In 1940, Gilbert Percy Whitley published the first illustrations of the bluegrey carpetshark, but unfortunately they were inaccurate in some respects, particularly on omitting a midline groove on the chin. Much taxonomic confusion then resulted, on whether the bluegrey carpetshark and the blind shark belonged to separate genera or even constituted separate species, that were not resolved until the Queensland Museum obtained new specimens for study. Other common names for this species include blue-grey catshark, bluegrey shark, and southern blind shark. The genus Heteroscyllium is a synonym of Brachaelurus.

==Distribution and habitat==
Rare to uncommon, the bluegrey carpetshark occurs along the northeastern coast of Australia from Gladstone, Queensland to Ballina, New South Wales, with most records coming from Moreton Bay. There are also a handful of reports from off the Cape York Peninsula, and this species may be more widely distributed on the Great Barrier Reef. Demersal in nature, the bluegrey carpet shark is usually found close to shore in water less than 6 m deep, though it has been recorded as far down as 100 m. It inhabits soft-bottomed habitats and has also been reported around shipwrecks.

==Description==
The bluegrey carpetshark has a stout body with a long, slightly flattened head. The snout is blunt and looks wedge-shaped from the side. The large eyes are horizontally oval and placed high on the head, each with a strong ridge underneath and a large, round spiracles following immediately behind and below. The nostrils are preceded by a pair of long barbels, which have an enlarged posterior flap halfway along their lengths. There are well-developed skin flaps and grooves around the incurrent nostril opening, as well as a pair of grooves connecting them to the small, almost transverse mouth. The tooth rows number 32-34 in the upper jaw and 21-29 in the lower jaw; each tooth has an upright, awl-like central cusp and two lateral cusplets.
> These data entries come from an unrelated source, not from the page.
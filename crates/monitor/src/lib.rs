//! Orchestration for Beacon.
//!
//! Drives the poll → snapshot → diff → announce cycle for each watched
//! resource kind and executes chat commands against the same stores.
//!
//! ## Architectural Layer
//!
//! **Application services.** Depends only on the `watch` domain crate and its
//! port traits. Concrete adapters (AWS, Slack) are injected by the composition
//! root as `Arc<dyn Trait>`.
//!
//! ## Module Layout
//!
//! | Module | Contents |
//! |--------|----------|
//! | [`cycle`] | `CycleRunner`: one poll cycle per call, overlap policy, fetch timeout |
//! | [`notifier`] | `Notifier`: delivery to the broadcast channel under a delivery mode |
//! | [`scheduler`] | `Scheduler`: one independent ticker per kind, graceful shutdown |
//! | [`handler`] | `CommandHandler`: chat commands, permission checks, replies |

pub mod cycle;
pub mod handler;
pub mod notifier;
pub mod scheduler;

#[cfg(test)]
mod test_support;

pub use cycle::{CycleOptions, CycleOutcome, CycleReport, CycleRunner, OverlapPolicy};
pub use handler::{CommandHandler, RECENT_BUILDS};
pub use notifier::{DeliveryMode, Notifier};
pub use scheduler::Scheduler;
The five pairs of gill slits are short, with the fourth and fifth pairs more closely spaced than the others.

The pectoral and pelvic fins are broad and rounded, with the former larger than the latter. The two dorsal fin have rounded apices and are placed far back, with the first originating over the pelvic fin bases. The second dorsal fin is noticeably smaller than the first. The anal fin is less than half the size of the first dorsal fin and placed so that its free rear tip just reaches the base of the caudal fin. The caudal fin is long and low and comprises about a quarter of the total length, with no lower lobe and a strong ventral notch near the tip of the upper lobe. The dermal denticles are tiny, smooth, and non-overlapping. Adults are grayish to golden brown above and white below, with faint darker saddles and white patches on the dorsal fins. Juveniles have a striking pattern of large black markings on a white background. This species can grow up to 76 cm long.

==Biology and ecology==
Like the blind shark, the bluegrey carpetshark shuts its lower eyelids when taken out of the water. It feeds on small benthic invertebrates and bony fishes. This species is aplacental viviparous, with the unborn young losing their egg cases early in development and being sustained by yolk sacs. Females bear litters of 6-7 young; the newborns measure around 17–18 cm long.

==Human interactions==
Harmless to humans, the bluegrey carpetshark is occasionally captured incidentally by commercial fisheries or hooked by recreational anglers. Small numbers are collected for the private aquarium trade, as it is attractive (especially young sharks) and probably adapts well to captivity. The International Union for Conservation of Nature has assessed this species as Vulnerable, citing its narrow habitat preferences, limited range in a heavily populated region, and apparent rarity.